# Activity
Work out how many lines of the data hold the string "BufReader", and reply with that number alone.

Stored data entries
═══

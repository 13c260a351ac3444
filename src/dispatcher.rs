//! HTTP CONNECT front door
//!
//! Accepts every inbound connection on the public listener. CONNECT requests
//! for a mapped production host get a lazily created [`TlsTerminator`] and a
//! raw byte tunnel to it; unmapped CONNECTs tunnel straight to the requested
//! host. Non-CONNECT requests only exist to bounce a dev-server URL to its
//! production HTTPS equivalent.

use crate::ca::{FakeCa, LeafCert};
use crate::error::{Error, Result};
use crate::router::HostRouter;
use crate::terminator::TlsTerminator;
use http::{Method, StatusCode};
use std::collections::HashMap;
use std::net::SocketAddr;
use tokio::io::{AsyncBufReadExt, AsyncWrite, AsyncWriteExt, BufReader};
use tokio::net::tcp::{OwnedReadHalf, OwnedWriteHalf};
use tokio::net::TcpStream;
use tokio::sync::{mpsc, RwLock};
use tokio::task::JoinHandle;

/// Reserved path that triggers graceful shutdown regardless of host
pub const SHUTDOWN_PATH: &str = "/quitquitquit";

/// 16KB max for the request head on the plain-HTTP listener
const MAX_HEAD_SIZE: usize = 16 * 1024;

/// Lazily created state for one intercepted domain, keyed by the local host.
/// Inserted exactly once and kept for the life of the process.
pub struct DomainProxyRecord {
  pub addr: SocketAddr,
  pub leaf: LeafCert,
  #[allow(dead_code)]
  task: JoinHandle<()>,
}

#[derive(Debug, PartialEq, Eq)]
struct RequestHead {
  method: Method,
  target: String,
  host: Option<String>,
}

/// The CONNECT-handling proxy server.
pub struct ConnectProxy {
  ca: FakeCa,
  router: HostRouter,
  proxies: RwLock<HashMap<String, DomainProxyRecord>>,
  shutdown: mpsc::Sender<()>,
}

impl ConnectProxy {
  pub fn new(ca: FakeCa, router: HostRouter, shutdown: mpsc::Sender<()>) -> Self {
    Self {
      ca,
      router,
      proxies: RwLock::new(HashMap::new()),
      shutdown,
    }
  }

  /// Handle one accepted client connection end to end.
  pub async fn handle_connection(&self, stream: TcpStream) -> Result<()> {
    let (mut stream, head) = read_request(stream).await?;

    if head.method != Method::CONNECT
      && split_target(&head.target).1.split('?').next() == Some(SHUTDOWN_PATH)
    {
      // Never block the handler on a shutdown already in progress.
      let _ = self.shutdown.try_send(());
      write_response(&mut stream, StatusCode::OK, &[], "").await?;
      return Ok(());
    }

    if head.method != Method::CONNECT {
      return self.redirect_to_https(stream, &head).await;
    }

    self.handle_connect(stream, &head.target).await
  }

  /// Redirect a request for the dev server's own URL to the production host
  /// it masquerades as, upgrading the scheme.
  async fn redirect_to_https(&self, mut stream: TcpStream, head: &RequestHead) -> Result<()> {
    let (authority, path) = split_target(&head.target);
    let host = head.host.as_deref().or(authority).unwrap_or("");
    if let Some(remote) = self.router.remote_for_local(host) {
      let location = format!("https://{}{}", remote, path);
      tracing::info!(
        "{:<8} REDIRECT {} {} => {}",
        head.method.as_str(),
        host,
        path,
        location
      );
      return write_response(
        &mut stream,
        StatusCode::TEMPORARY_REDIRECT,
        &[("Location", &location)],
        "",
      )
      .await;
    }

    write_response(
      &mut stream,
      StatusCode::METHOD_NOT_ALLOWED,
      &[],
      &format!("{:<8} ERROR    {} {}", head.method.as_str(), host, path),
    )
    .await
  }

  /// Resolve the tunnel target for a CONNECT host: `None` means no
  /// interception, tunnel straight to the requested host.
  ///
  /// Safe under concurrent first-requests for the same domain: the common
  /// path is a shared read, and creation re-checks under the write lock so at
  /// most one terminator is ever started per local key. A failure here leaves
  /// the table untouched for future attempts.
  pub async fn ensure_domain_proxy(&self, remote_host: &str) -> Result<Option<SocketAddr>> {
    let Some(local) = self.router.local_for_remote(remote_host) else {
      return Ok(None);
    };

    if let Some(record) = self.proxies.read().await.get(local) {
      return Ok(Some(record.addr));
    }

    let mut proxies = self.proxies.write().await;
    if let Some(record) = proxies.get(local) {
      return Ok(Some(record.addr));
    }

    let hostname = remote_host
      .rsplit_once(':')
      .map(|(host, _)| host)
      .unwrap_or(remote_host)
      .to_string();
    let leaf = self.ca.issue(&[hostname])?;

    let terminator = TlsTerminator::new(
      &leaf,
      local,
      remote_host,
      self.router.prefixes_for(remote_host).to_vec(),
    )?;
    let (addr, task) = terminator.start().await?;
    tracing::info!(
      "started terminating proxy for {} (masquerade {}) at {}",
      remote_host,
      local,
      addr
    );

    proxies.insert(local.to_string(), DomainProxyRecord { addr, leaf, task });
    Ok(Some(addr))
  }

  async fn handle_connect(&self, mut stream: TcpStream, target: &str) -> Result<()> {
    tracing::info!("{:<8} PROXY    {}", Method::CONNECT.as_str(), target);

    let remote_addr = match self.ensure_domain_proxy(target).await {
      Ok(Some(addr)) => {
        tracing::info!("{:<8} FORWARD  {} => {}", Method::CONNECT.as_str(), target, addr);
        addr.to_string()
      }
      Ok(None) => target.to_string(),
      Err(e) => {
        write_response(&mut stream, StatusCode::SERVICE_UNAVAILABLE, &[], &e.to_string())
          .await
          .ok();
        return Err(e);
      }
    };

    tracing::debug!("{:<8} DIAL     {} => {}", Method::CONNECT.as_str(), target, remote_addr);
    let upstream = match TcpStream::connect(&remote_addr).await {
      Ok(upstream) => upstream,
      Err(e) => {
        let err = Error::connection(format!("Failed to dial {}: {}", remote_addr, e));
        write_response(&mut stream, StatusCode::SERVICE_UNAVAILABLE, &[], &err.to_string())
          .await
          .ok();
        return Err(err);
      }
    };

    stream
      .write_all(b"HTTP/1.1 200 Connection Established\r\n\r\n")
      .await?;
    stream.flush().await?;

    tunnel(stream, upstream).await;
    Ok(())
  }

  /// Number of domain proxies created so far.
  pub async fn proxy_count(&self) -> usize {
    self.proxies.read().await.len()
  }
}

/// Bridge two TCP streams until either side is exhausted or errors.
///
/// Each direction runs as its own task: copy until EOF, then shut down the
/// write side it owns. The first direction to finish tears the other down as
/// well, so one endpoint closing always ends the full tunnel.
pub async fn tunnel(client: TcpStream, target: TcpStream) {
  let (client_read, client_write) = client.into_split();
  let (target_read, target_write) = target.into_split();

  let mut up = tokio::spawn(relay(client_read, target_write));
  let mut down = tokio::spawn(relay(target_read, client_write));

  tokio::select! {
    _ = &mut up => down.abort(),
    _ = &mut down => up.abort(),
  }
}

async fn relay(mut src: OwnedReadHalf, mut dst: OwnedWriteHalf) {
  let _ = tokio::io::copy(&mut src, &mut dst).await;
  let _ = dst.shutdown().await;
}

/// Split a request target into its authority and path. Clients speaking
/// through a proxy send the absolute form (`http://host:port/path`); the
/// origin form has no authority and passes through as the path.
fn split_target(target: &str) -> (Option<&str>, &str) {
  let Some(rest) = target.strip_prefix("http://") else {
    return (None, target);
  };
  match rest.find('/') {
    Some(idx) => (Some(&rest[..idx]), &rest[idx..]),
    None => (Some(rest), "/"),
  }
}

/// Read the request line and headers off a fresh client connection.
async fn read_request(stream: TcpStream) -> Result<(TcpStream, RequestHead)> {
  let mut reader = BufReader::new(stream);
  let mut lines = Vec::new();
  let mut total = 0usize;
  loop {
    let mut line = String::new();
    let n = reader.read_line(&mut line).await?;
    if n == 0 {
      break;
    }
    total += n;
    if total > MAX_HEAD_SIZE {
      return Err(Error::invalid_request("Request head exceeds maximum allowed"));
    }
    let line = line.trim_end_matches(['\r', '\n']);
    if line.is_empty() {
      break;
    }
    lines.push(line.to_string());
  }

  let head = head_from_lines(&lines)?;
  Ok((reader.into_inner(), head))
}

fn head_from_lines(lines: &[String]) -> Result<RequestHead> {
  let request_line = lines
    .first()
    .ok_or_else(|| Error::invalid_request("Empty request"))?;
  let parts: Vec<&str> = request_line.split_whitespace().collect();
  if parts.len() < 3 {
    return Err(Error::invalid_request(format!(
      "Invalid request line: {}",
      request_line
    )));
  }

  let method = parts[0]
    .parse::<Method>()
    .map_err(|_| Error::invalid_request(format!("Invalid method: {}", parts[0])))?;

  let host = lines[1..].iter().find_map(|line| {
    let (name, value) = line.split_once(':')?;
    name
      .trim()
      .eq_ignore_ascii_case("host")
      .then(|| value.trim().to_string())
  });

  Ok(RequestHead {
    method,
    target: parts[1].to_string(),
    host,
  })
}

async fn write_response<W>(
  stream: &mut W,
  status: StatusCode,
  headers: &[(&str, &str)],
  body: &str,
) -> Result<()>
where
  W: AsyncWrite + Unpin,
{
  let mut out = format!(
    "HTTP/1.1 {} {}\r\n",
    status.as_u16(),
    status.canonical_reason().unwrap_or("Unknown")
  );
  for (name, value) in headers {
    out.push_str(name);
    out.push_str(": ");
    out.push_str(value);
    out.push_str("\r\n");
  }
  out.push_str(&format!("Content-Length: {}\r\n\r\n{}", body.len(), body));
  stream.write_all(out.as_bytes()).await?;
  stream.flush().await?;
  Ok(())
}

═══

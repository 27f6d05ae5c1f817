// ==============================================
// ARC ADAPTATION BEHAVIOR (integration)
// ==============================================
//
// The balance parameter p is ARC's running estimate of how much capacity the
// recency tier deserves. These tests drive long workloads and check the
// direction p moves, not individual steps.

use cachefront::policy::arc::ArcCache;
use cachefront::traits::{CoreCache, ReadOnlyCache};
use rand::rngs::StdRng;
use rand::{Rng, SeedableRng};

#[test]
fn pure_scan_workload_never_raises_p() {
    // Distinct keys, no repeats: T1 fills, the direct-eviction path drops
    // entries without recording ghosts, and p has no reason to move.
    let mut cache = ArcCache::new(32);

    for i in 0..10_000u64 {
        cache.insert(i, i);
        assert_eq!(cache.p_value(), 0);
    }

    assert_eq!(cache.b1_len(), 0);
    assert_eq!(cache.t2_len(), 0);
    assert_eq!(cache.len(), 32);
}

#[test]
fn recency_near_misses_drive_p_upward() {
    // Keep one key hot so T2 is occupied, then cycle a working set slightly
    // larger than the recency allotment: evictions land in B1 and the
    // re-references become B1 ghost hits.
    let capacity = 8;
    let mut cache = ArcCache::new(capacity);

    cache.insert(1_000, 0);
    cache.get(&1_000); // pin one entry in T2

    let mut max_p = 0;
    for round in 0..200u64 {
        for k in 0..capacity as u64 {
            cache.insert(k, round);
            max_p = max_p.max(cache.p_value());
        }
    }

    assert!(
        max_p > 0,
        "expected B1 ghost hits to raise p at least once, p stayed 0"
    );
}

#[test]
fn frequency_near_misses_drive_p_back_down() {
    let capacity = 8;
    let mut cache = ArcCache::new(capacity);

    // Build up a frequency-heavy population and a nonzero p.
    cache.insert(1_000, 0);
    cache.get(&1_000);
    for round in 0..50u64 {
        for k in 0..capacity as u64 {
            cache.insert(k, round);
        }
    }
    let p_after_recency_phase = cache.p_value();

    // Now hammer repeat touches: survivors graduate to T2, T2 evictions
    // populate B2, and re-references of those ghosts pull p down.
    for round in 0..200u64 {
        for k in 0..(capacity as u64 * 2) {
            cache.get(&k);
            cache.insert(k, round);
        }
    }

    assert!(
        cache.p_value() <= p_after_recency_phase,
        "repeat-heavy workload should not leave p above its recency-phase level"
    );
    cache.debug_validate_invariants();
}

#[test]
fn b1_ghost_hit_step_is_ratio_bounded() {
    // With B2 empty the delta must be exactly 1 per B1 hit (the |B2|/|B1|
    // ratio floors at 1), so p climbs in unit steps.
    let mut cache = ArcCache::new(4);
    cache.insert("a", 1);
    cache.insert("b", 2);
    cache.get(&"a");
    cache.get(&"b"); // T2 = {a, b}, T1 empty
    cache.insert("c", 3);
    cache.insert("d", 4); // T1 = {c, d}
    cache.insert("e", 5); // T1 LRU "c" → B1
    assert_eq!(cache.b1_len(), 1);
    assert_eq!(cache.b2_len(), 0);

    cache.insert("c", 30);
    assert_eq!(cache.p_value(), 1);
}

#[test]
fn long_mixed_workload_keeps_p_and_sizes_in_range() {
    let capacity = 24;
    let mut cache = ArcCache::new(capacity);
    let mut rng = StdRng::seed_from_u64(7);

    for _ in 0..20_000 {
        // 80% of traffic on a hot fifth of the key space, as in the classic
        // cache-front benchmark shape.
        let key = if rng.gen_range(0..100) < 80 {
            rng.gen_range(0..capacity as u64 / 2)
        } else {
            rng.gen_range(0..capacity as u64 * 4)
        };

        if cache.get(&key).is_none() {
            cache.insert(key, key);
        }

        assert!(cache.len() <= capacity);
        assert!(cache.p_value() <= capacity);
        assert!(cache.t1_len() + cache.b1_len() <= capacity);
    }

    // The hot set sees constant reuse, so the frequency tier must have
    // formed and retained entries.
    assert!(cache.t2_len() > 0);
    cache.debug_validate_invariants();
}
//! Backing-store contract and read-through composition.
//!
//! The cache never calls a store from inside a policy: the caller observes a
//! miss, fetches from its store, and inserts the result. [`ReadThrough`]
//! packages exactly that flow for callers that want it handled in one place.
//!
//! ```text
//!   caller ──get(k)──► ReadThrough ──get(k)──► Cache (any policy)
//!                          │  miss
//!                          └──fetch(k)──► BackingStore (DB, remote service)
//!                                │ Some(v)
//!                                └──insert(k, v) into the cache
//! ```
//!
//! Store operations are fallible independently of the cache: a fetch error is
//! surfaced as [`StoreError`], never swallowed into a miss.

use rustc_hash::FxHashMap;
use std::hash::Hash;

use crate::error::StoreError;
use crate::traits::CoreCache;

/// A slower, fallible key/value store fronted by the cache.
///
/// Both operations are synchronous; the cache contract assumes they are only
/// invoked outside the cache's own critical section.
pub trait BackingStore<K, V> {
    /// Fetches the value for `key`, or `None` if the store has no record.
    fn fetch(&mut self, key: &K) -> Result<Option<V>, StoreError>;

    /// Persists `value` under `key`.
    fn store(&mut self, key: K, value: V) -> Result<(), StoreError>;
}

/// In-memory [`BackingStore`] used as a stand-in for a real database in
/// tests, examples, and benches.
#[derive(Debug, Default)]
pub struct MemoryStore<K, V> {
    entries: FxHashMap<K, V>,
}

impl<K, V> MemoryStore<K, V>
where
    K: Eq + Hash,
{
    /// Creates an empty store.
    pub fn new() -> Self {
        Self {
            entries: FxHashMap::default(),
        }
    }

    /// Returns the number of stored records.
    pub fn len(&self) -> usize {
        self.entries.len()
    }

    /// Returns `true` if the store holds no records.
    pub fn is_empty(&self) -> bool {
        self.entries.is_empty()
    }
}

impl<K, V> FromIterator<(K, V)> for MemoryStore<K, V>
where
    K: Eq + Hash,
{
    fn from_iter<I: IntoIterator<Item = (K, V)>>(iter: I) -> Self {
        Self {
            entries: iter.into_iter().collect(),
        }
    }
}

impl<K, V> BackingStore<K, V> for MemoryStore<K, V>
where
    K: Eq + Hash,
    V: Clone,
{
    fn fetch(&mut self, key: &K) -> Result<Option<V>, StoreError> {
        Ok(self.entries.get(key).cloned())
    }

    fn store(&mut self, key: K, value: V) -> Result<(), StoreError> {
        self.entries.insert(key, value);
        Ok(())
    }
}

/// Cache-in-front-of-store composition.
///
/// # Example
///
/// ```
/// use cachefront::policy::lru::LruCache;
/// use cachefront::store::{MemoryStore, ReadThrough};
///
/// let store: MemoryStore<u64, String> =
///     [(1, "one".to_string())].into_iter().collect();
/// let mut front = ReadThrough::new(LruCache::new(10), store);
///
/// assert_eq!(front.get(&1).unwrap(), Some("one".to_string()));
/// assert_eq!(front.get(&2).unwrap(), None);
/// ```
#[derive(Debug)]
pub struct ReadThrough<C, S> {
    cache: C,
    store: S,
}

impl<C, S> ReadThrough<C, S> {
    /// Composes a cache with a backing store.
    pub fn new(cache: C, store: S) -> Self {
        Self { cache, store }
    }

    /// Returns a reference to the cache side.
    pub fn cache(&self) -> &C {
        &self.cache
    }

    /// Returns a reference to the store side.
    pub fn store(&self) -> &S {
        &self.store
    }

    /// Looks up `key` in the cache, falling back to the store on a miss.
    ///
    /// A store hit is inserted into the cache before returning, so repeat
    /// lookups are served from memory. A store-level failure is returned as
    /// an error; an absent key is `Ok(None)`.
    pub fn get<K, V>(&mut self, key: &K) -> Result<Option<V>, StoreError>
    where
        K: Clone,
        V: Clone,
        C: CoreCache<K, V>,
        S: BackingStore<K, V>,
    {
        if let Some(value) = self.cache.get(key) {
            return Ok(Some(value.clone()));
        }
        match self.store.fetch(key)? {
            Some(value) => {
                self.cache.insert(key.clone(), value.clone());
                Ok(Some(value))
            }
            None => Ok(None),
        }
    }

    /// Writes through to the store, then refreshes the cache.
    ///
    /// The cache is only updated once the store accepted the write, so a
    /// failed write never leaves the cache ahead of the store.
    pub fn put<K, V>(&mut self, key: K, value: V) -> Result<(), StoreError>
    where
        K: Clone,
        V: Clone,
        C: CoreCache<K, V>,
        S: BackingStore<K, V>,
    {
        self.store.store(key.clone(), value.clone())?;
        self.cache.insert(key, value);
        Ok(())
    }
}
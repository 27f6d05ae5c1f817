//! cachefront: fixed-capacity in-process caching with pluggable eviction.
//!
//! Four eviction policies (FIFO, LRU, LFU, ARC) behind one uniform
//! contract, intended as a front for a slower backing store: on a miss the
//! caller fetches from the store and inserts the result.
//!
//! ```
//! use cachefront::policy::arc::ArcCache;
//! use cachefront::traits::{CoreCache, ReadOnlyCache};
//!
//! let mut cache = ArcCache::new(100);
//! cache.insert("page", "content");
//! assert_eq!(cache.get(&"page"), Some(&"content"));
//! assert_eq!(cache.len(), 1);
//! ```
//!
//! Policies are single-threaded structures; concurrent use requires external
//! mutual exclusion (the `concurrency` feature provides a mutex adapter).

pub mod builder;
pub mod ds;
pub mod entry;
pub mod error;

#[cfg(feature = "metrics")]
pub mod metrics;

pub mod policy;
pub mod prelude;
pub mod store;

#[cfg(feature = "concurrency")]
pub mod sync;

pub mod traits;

═══

# Response area
2